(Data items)
//! Trait definitions for the codec boundary.
//!
//! The conversion engine never links against a codec directly. It opens
//! decoders and output containers through these capabilities, so any backend
//! that can stream PCM in and out can drive a run.

use std::path::Path;

use super::error::ConversionError;
use super::types::{NativeFormat, OutputFormat, PcmFormat};

/// A codec backend that opens streaming decoders and output containers.
pub trait AudioCodec: Send + Sync {
    /// Streaming decoder for one source file.
    type Decoder: SourceDecoder;
    /// Encoder + muxer for one output file.
    type Container: OutputContainer;

    /// Returns the name of this codec implementation.
    fn name(&self) -> &str;

    /// Opens a streaming decoder on a source file.
    fn open_decoder(&self, path: &Path) -> Result<Self::Decoder, ConversionError>;

    /// Creates an output container, erasing any file already at `path`.
    fn create_container(
        &self,
        path: &Path,
        format: &OutputFormat,
    ) -> Result<Self::Container, ConversionError>;
}

/// A streaming decoder that delivers PCM in a caller-chosen client format.
pub trait SourceDecoder {
    /// The file's native format and frame count.
    fn native_format(&self) -> &NativeFormat;

    /// Sets the PCM format `read_frames` delivers.
    ///
    /// Must be called before the first read.
    fn set_client_format(&mut self, format: &PcmFormat) -> Result<(), ConversionError>;

    /// Reads up to `buf.len() / bytes_per_frame` frames into `buf`.
    ///
    /// Returns the number of whole frames written. Zero means end of stream.
    fn read_frames(&mut self, buf: &mut [u8]) -> Result<usize, ConversionError>;
}

/// An output container fed with PCM in the canonical format.
pub trait OutputContainer {
    /// Sets the PCM format accepted by `write_frames`.
    fn set_client_format(&mut self, format: &PcmFormat) -> Result<(), ConversionError>;

    /// Sets the encoder bitrate in bits per second. Only valid before the first write.
    fn set_bitrate(&mut self, bits_per_second: u32) -> Result<(), ConversionError>;

    /// Encodes `frames` frames from the start of `buf`.
    fn write_frames(&mut self, buf: &[u8], frames: usize) -> Result<(), ConversionError>;

    /// Total frames encoded into this container so far.
    fn tell(&self) -> Result<u64, ConversionError>;

    /// Finalises the container.
    ///
    /// Consumes the container, so it runs at most once. Implementations release
    /// their resources on drop when `close` is never reached.
    fn close(self) -> Result<(), ConversionError>;
}
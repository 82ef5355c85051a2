use super::{types::Settings, ConfigError};
use crate::binder::MIN_BUFFER_SIZE;

const FFMPEG_LOG_LEVELS: &[&str] = &[
    "quiet", "panic", "fatal", "error", "warning", "info", "verbose", "debug", "trace",
];

/// Validate settings
/// Currently validates:
/// - Engine buffer holds at least the minimum chunk
/// - Default run configuration can drive an encoder
/// - FFmpeg log level is one ffmpeg accepts
pub fn validate_settings(settings: &Settings) -> Result<(), ConfigError> {
    if settings.engine.buffer_size_bytes < MIN_BUFFER_SIZE {
        return Err(ConfigError::ValidationError(format!(
            "engine.buffer_size_bytes must be at least {}",
            MIN_BUFFER_SIZE
        )));
    }

    settings
        .run
        .validate()
        .map_err(|e| ConfigError::ValidationError(format!("run: {}", e)))?;

    if !FFMPEG_LOG_LEVELS.contains(&settings.ffmpeg.log_level.as_str()) {
        return Err(ConfigError::ValidationError(format!(
            "ffmpeg.log_level must be one of {}",
            FFMPEG_LOG_LEVELS.join(", ")
        )));
    }

    if settings.logging.level.trim().is_empty() {
        return Err(ConfigError::ValidationError(
            "logging.level cannot be empty".to_string(),
        ));
    }

    Ok(())
}

#[cfg(test)]
mod tests {
    use super::*;
    use crate::plan::{Channels, RunConfig};

    #[test]
    fn test_validate_default_settings() {
        assert!(validate_settings(&Settings::default()).is_ok());
    }

    #[test]
    fn test_validate_small_buffer_fails() {
        let mut settings = Settings::default();
        settings.engine.buffer_size_bytes = 512;
        let err = validate_settings(&settings).unwrap_err();
        assert!(matches!(err, ConfigError::ValidationError(_)));
    }

    #[test]
    fn test_validate_zero_sample_rate_fails() {
        let settings = Settings {
            run: RunConfig::new(Channels::Stereo, 0, 0),
            ..Default::default()
        };
        let err = validate_settings(&settings).unwrap_err();
        assert!(err.to_string().contains("sample rate"));
    }

    #[test]
    fn test_validate_unknown_ffmpeg_log_level_fails() {
        let mut settings = Settings::default();
        settings.ffmpeg.log_level = "loud".to_string();
        assert!(validate_settings(&settings).is_err());
    }
}
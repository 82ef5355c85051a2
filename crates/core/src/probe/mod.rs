//! Probe module for reading duration and tags from source files.
//!
//! Probing happens upstream of a run, when files are added to a plan. It
//! never fails: unreadable files come back marked invalid so they can still
//! be listed.

mod ffprobe;
mod traits;
mod types;

pub(crate) use ffprobe::{run_ffprobe_blocking, ProbeError};
pub use ffprobe::FfprobeProber;
pub use traits::Prober;
pub use types::SourceFile;

use futures::future::join_all;
use std::path::PathBuf;

/// Probes several files concurrently, preserving input order.
pub async fn probe_all<P: Prober + ?Sized>(prober: &P, paths: &[PathBuf]) -> Vec<SourceFile> {
    join_all(paths.iter().map(|path| prober.probe(path))).await
}

#[cfg(test)]
mod tests {
    use super::*;
    use async_trait::async_trait;
    use std::path::Path;

    struct NameLengthProber;

    #[async_trait]
    impl Prober for NameLengthProber {
        fn name(&self) -> &str {
            "name-length"
        }

        async fn probe(&self, path: &Path) -> SourceFile {
            let len = path.as_os_str().len() as i64;
            SourceFile::with_duration(path, len * 1000)
        }
    }

    #[tokio::test]
    async fn test_probe_all_preserves_order() {
        let paths = vec![PathBuf::from("/a"), PathBuf::from("/bbb"), PathBuf::from("/cc")];
        let files = probe_all(&NameLengthProber, &paths).await;

        let durations: Vec<i64> = files.iter().map(|f| f.duration_ms).collect();
        assert_eq!(durations, vec![2000, 4000, 3000]);
        assert_eq!(files[1].path, PathBuf::from("/bbb"));
    }
}
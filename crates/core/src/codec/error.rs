//! Error types for the codec boundary.

use std::fmt::Display;
use std::io;
use thiserror::Error;

use super::status::StatusCode;

/// Errors raised while converting a single source file.
///
/// Every variant carries a resolved diagnostic meant for direct display.
#[derive(Debug, Clone, PartialEq, Eq, Error)]
pub enum ConversionError {
    /// The source or output could not be opened.
    #[error("can't open file: {0}")]
    FileOpen(String),

    /// The source has no decodable audio or an unusable layout.
    #[error("unsupported format: {0}")]
    UnsupportedFormat(String),

    /// The codec refused a format, channel map, or bitrate setting.
    #[error("property rejected: {0}")]
    PropertyRejected(String),

    /// Reading, writing, or finalising the stream failed.
    #[error("I/O failed: {0}")]
    Io(String),

    /// The run was cancelled.
    #[error("conversion cancelled")]
    Cancelled,
}

impl ConversionError {
    /// Creates a file-open error from an I/O error.
    pub fn file_open(context: impl Display, error: &io::Error) -> Self {
        Self::FileOpen(format!("{}: {}", context, describe_io(error)))
    }

    /// Creates an I/O error from an `std::io::Error`.
    pub fn io(context: impl Display, error: &io::Error) -> Self {
        Self::Io(format!("{}: {}", context, describe_io(error)))
    }

    /// Creates a property-rejected error.
    pub fn property_rejected(reason: impl Into<String>) -> Self {
        Self::PropertyRejected(reason.into())
    }

    /// Creates an unsupported-format error.
    pub fn unsupported_format(reason: impl Into<String>) -> Self {
        Self::UnsupportedFormat(reason.into())
    }

    /// Whether this error is the cancellation marker rather than a failure.
    pub fn is_cancelled(&self) -> bool {
        matches!(self, Self::Cancelled)
    }
}

/// Renders an I/O error through the status table when it carries an OS code.
pub(crate) fn describe_io(error: &io::Error) -> String {
    match error.raw_os_error() {
        Some(code) => StatusCode(code).describe(),
        None => error.to_string(),
    }
}
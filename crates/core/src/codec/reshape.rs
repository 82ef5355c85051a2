//! Channel layout reshaping for canonical PCM buffers.

use super::types::CANONICAL_BITS_PER_SAMPLE;

const SAMPLE_BYTES: usize = (CANONICAL_BITS_PER_SAMPLE / 8) as usize;

/// Maps each output channel to a source channel index.
#[derive(Debug, Clone, PartialEq, Eq)]
pub struct ChannelMap {
    source_channels: u16,
    sources: Vec<usize>,
}

impl ChannelMap {
    /// Creates a map from `source_channels` inputs to `sources.len()` outputs.
    ///
    /// Returns `None` if any index is out of range or the map is empty.
    pub fn new(source_channels: u16, sources: Vec<usize>) -> Option<Self> {
        if sources.is_empty() || sources.iter().any(|&s| s >= usize::from(source_channels)) {
            return None;
        }
        Some(Self {
            source_channels,
            sources,
        })
    }

    /// The map needed between a source layout and a target layout, if any.
    ///
    /// Mono sources bound to a stereo target duplicate the single channel
    /// into both outputs. Every other combination is left to the decoder.
    pub fn for_formats(source_channels: u16, target_channels: u16) -> Option<Self> {
        match (source_channels, target_channels) {
            (1, 2) => Self::new(1, vec![0, 0]),
            _ => None,
        }
    }

    pub fn source_channels(&self) -> u16 {
        self.source_channels
    }

    pub fn output_channels(&self) -> u16 {
        self.sources.len() as u16
    }

    /// Copies `frames` frames from `src` into `dst`, rearranging channels.
    ///
    /// Samples are copied byte for byte, so duplicated channels are
    /// bit-identical. Frames that do not fit either buffer are ignored.
    pub fn remap(&self, src: &[u8], frames: usize, dst: &mut [u8]) -> usize {
        let src_frame = usize::from(self.source_channels) * SAMPLE_BYTES;
        let dst_frame = self.sources.len() * SAMPLE_BYTES;
        let frames = frames.min(src.len() / src_frame).min(dst.len() / dst_frame);

        for (in_frame, out_frame) in src
            .chunks_exact(src_frame)
            .zip(dst.chunks_exact_mut(dst_frame))
            .take(frames)
        {
            for (out_sample, &source) in out_frame
                .chunks_exact_mut(SAMPLE_BYTES)
                .zip(self.sources.iter())
            {
                let start = source * SAMPLE_BYTES;
                out_sample.copy_from_slice(&in_frame[start..start + SAMPLE_BYTES]);
            }
        }

        frames
    }
}

#[cfg(test)]
mod tests {
    use super::*;

    #[test]
    fn test_mono_to_stereo_map() {
        let map = ChannelMap::for_formats(1, 2).unwrap();
        assert_eq!(map.source_channels(), 1);
        assert_eq!(map.output_channels(), 2);
    }

    #[test]
    fn test_no_map_for_matching_or_downmix_layouts() {
        assert!(ChannelMap::for_formats(2, 2).is_none());
        assert!(ChannelMap::for_formats(1, 1).is_none());
        assert!(ChannelMap::for_formats(2, 1).is_none());
        assert!(ChannelMap::for_formats(6, 2).is_none());
    }

    #[test]
    fn test_out_of_range_source_rejected() {
        assert!(ChannelMap::new(1, vec![0, 1]).is_none());
        assert!(ChannelMap::new(2, vec![]).is_none());
    }

    #[test]
    fn test_remap_duplicates_samples_exactly() {
        let map = ChannelMap::for_formats(1, 2).unwrap();
        let src = [0x12, 0x34, 0x80, 0x00, 0xFF, 0xFF];
        let mut dst = [0u8; 12];

        let frames = map.remap(&src, 3, &mut dst);

        assert_eq!(frames, 3);
        assert_eq!(
            dst,
            [0x12, 0x34, 0x12, 0x34, 0x80, 0x00, 0x80, 0x00, 0xFF, 0xFF, 0xFF, 0xFF]
        );
    }

    #[test]
    fn test_remap_swaps_channels() {
        let map = ChannelMap::new(2, vec![1, 0]).unwrap();
        let src = [0x00, 0x01, 0x00, 0x02];
        let mut dst = [0u8; 4];
        map.remap(&src, 1, &mut dst);
        assert_eq!(dst, [0x00, 0x02, 0x00, 0x01]);
    }

    #[test]
    fn test_remap_clamps_to_buffer_sizes() {
        let map = ChannelMap::for_formats(1, 2).unwrap();
        let src = [0u8; 8];
        let mut dst = [0u8; 8];
        assert_eq!(map.remap(&src, 10, &mut dst), 2);
    }
}
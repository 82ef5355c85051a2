//! Errors raised while building a plan or run configuration.

use std::path::PathBuf;
use thiserror::Error;

#[derive(Debug, Error, PartialEq, Eq)]
pub enum PlanError {
    /// Two volumes target the same output file.
    #[error("duplicate output path: {}", path.display())]
    DuplicateOutput { path: PathBuf },

    /// The run configuration cannot drive an encoder.
    #[error("invalid run configuration: {0}")]
    InvalidRunConfig(String),

    /// The channel count is neither mono nor stereo.
    #[error("unsupported channel count: {0} (expected 1 or 2)")]
    UnsupportedChannels(u16),
}
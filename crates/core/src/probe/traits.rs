//! Trait definitions for the probe module.

use async_trait::async_trait;
use std::path::Path;

use super::types::SourceFile;

/// Reads duration and tags from a single audio file.
#[async_trait]
pub trait Prober: Send + Sync {
    /// Returns the name of this prober implementation.
    fn name(&self) -> &str;

    /// Probes a file.
    ///
    /// Never fails: a file that cannot be read yields
    /// [`SourceFile::unprobed`].
    async fn probe(&self, path: &Path) -> SourceFile;
}

#[cfg(test)]
mod tests {
    use super::*;

    struct FixedProber;

    #[async_trait]
    impl Prober for FixedProber {
        fn name(&self) -> &str {
            "fixed"
        }

        async fn probe(&self, path: &Path) -> SourceFile {
            SourceFile::with_duration(path, 1234)
        }
    }

    #[tokio::test]
    async fn test_prober_object_safe() {
        let prober: Box<dyn Prober> = Box::new(FixedProber);
        let file = prober.probe(Path::new("/a.flac")).await;
        assert_eq!(prober.name(), "fixed");
        assert_eq!(file.duration_ms, 1234);
    }
}
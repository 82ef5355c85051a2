//! Recording observers for testing.

use std::collections::VecDeque;
use std::path::PathBuf;

use crate::binder::{CancelHandle, ErrorPolicy, ProgressReporter};
use crate::codec::NativeFormat;
use crate::probe::SourceFile;

/// A progress event as received by [`RecordingReporter`].
#[derive(Debug, Clone, PartialEq, Eq)]
pub enum ProgressEvent {
    ConversionStart {
        file: PathBuf,
        frames_total: u64,
    },
    UpdateStatus {
        file: PathBuf,
        frames_done: u64,
        frames_total: u64,
    },
    FileDone {
        file: PathBuf,
        duration_ms: u64,
    },
    VolumeFailed {
        name: String,
        reason: String,
    },
    VolumeDone {
        name: String,
        duration_ms: u64,
    },
    BookDone {
        total_duration_ms: u64,
    },
}

/// Progress reporter that records every event in order.
///
/// It can also cancel the run once a file has converted a given number of
/// frames, which exercises cancellation at a precise point.
#[derive(Debug, Default)]
pub struct RecordingReporter {
    events: Vec<ProgressEvent>,
    cancel_after: Option<(u64, CancelHandle)>,
}

impl RecordingReporter {
    pub fn new() -> Self {
        Self::default()
    }

    /// Cancels through `handle` once the current file reaches `frames` frames.
    pub fn cancel_after_frames(mut self, frames: u64, handle: CancelHandle) -> Self {
        self.cancel_after = Some((frames, handle));
        self
    }

    pub fn events(&self) -> &[ProgressEvent] {
        &self.events
    }

    /// Target-rate frame totals announced by `conversion_start`, in order.
    pub fn conversion_totals(&self) -> Vec<u64> {
        self.events
            .iter()
            .filter_map(|e| match e {
                ProgressEvent::ConversionStart { frames_total, .. } => Some(*frames_total),
                _ => None,
            })
            .collect()
    }

    pub fn files_done(&self) -> Vec<(PathBuf, u64)> {
        self.events
            .iter()
            .filter_map(|e| match e {
                ProgressEvent::FileDone { file, duration_ms } => Some((file.clone(), *duration_ms)),
                _ => None,
            })
            .collect()
    }

    pub fn volume_failures(&self) -> Vec<(String, String)> {
        self.events
            .iter()
            .filter_map(|e| match e {
                ProgressEvent::VolumeFailed { name, reason } => Some((name.clone(), reason.clone())),
                _ => None,
            })
            .collect()
    }

    pub fn volumes_done(&self) -> Vec<(String, u64)> {
        self.events
            .iter()
            .filter_map(|e| match e {
                ProgressEvent::VolumeDone { name, duration_ms } => Some((name.clone(), *duration_ms)),
                _ => None,
            })
            .collect()
    }

    pub fn books_done(&self) -> Vec<u64> {
        self.events
            .iter()
            .filter_map(|e| match e {
                ProgressEvent::BookDone { total_duration_ms } => Some(*total_duration_ms),
                _ => None,
            })
            .collect()
    }

    pub fn status_updates(&self) -> usize {
        self.events
            .iter()
            .filter(|e| matches!(e, ProgressEvent::UpdateStatus { .. }))
            .count()
    }
}

impl ProgressReporter for RecordingReporter {
    fn conversion_start(&mut self, file: &SourceFile, _format: &NativeFormat, frames_total: u64) {
        self.events.push(ProgressEvent::ConversionStart {
            file: file.path.clone(),
            frames_total,
        });
    }

    fn update_status(&mut self, file: &SourceFile, frames_done: u64, frames_total: u64) {
        self.events.push(ProgressEvent::UpdateStatus {
            file: file.path.clone(),
            frames_done,
            frames_total,
        });

        if let Some((threshold, _)) = &self.cancel_after {
            if frames_done >= *threshold {
                if let Some((_, handle)) = self.cancel_after.take() {
                    handle.cancel();
                }
            }
        }
    }

    fn file_done(&mut self, file: &SourceFile, duration_ms: u64) {
        self.events.push(ProgressEvent::FileDone {
            file: file.path.clone(),
            duration_ms,
        });
    }

    fn volume_failed(&mut self, name: &str, reason: &str) {
        self.events.push(ProgressEvent::VolumeFailed {
            name: name.to_string(),
            reason: reason.to_string(),
        });
    }

    fn volume_done(&mut self, name: &str, duration_ms: u64) {
        self.events.push(ProgressEvent::VolumeDone {
            name: name.to_string(),
            duration_ms,
        });
    }

    fn book_done(&mut self, total_duration_ms: u64) {
        self.events.push(ProgressEvent::BookDone { total_duration_ms });
    }
}

/// Error policy that answers from a script and records every call.
#[derive(Debug, Default)]
pub struct ScriptedPolicy {
    answers: VecDeque<bool>,
    fallback: bool,
    calls: Vec<(PathBuf, String)>,
}

impl ScriptedPolicy {
    /// Answers `answers` in order, then `fallback` for every later call.
    pub fn new(answers: impl IntoIterator<Item = bool>, fallback: bool) -> Self {
        Self {
            answers: answers.into_iter().collect(),
            fallback,
            calls: Vec::new(),
        }
    }

    /// Always gives the same answer.
    pub fn always(answer: bool) -> Self {
        Self::new([], answer)
    }

    /// Files and reasons the engine reported, in order.
    pub fn calls(&self) -> &[(PathBuf, String)] {
        &self.calls
    }
}

impl ErrorPolicy for ScriptedPolicy {
    fn continue_after(&mut self, file: &SourceFile, reason: &str) -> bool {
        self.calls.push((file.path.clone(), reason.to_string()));
        self.answers.pop_front().unwrap_or(self.fallback)
    }
}
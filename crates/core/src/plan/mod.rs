//! Plan module: the work handed to one `bind` call and what comes back.
//!
//! A [`VolumePlan`] orders volumes, each an ordered list of probed
//! [`SourceFile`](crate::probe::SourceFile)s. A [`RunConfig`] fixes the
//! output layout for the whole run. Both are immutable for the duration of
//! a run.

mod config;
mod error;
mod result;
mod types;

pub use config::{Channels, RunConfig};
pub use error::PlanError;
pub use result::{BindResult, FailureReason, VolumeOutcome};
pub use types::{Volume, VolumePlan};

--- What is expected ---
I'd like the lines above from the one with "records every call." up to and including the one with "every later call." copied exactly, with no other lines.

--- Output below ---
/// Error policy that answers from a script and records every call.
#[derive(Debug, Default)]
pub struct ScriptedPolicy {
    answers: VecDeque<bool>,
    fallback: bool,
    calls: Vec<(PathBuf, String)>,
}

impl ScriptedPolicy {
    /// Answers `answers` in order, then `fallback` for every later call.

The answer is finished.